» Work instruction
Show each line in the listing below that contains the word "else".

==== Exercise input ====

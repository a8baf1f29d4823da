// src/core/arg_parser.rs

use thiserror::Error;

/// A mistake on the command line. Reported as a one-line diagnostic, never a crash.
#[derive(Error, Debug, Clone, PartialEq, Eq)]
pub enum UsageError {
    #[error("Option '{flag}' requires an argument.")]
    MissingArgument { flag: String },
    #[error("Option '{flag}' does not take an argument (got '{value}').")]
    UnexpectedArgument { flag: String, value: String },
    #[error("Invalid value '{value}' for '{flag}'. Allowed values: {allowed}.")]
    DisallowedValue {
        flag: String,
        value: String,
        allowed: String,
    },
    /// A value for a remembered option that did not come from a command-line flag.
    #[error("Invalid value '{value}' for option '{key}'. Allowed values: {allowed}.")]
    DisallowedSetting {
        key: String,
        value: String,
        allowed: String,
    },
}

/// The outcome of looking up a named option.
#[derive(Debug, Clone, PartialEq, Eq)]
pub enum CliValue {
    Absent,
    /// The flag was given and takes no argument.
    Present,
    Value(String),
}

impl CliValue {
    pub fn is_present(&self) -> bool {
        !matches!(self, Self::Absent)
    }

    pub fn value(&self) -> Option<&str> {
        match self {
            Self::Value(v) => Some(v),
            _ => None,
        }
    }

    pub fn into_value(self) -> Option<String> {
        match self {
            Self::Value(v) => Some(v),
            _ => None,
        }
    }
}

/// The arguments that follow the target name on the command line.
///
/// Options are not declared up front: each target (or the script's top level)
/// asks for the aliases it understands, and every argument it claims is marked
/// as consumed so leftovers can be reported afterwards.
#[derive(Debug, Clone, Default)]
pub struct CliArgs {
    args: Vec<String>,
    consumed: Vec<bool>,
}

impl CliArgs {
    pub fn new(args: Vec<String>) -> Self {
        let consumed = vec![false; args.len()];
        Self { args, consumed }
    }

    /// Looks up a named option.
    ///
    /// `spec` is a comma separated list of aliases (`"-M,--mode"`). An option
    /// takes an argument when `has_argument` is set or `allowed_values` is given;
    /// both `--mode release` and `--mode=release` are accepted. The first
    /// occurrence wins.
    pub fn get_cli_option(
        &mut self,
        spec: &str,
        allowed_values: Option<&[&str]>,
        has_argument: bool,
    ) -> Result<CliValue, UsageError> {
        let takes_argument = has_argument || allowed_values.is_some();
        let aliases: Vec<&str> = spec
            .split(',')
            .map(str::trim)
            .filter(|a| !a.is_empty())
            .collect();

        let found = self.args.iter().enumerate().find_map(|(index, arg)| {
            match_alias(arg, &aliases)
                .map(|(alias, inline)| (index, alias.to_string(), inline.map(str::to_string)))
        });
        let Some((index, flag, inline_value)) = found else {
            return Ok(CliValue::Absent);
        };

        if !takes_argument {
            if let Some(value) = inline_value {
                return Err(UsageError::UnexpectedArgument { flag, value });
            }
            self.mark_consumed(index);
            return Ok(CliValue::Present);
        }

        let (value, value_index) = match inline_value {
            Some(v) => (v, None),
            None => match self.args.get(index + 1) {
                Some(next) if !next.starts_with('-') => (next.clone(), Some(index + 1)),
                _ => return Err(UsageError::MissingArgument { flag }),
            },
        };

        if let Some(allowed) = allowed_values {
            if !allowed.contains(&value.as_str()) {
                return Err(UsageError::DisallowedValue {
                    flag,
                    value,
                    allowed: allowed.join(", "),
                });
            }
        }

        self.mark_consumed(index);
        if let Some(i) = value_index {
            self.mark_consumed(i);
        }
        Ok(CliValue::Value(value))
    }

    /// Presence check for a flag without an argument.
    pub fn flag(&mut self, spec: &str) -> Result<bool, UsageError> {
        Ok(self.get_cli_option(spec, None, false)?.is_present())
    }

    /// Value of an option that takes an argument, if given.
    pub fn value(
        &mut self,
        spec: &str,
        allowed_values: Option<&[&str]>,
    ) -> Result<Option<String>, UsageError> {
        Ok(self.get_cli_option(spec, allowed_values, true)?.into_value())
    }

    /// Arguments nobody asked for.
    pub fn unconsumed(&self) -> Vec<&str> {
        self.args
            .iter()
            .zip(&self.consumed)
            .filter(|(_, consumed)| !**consumed)
            .map(|(arg, _)| arg.as_str())
            .collect()
    }

    pub fn is_empty(&self) -> bool {
        self.args.is_empty()
    }

    fn mark_consumed(&mut self, index: usize) {
        if let Some(slot) = self.consumed.get_mut(index) {
            *slot = true;
        }
    }
}

/// Matches `arg` against the aliases, either exactly or as `alias=value`.
fn match_alias<'a, 'b>(arg: &'a str, aliases: &[&'b str]) -> Option<(&'b str, Option<&'a str>)> {
    aliases.iter().find_map(|alias| {
        if arg == *alias {
            Some((*alias, None))
        } else {
            arg.strip_prefix(alias)
                .and_then(|rest| rest.strip_prefix('='))
                .map(|value| (*alias, Some(value)))
        }
    })
}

====

» Response area
        let Some((index, flag, inline_value)) = found else {
        } else {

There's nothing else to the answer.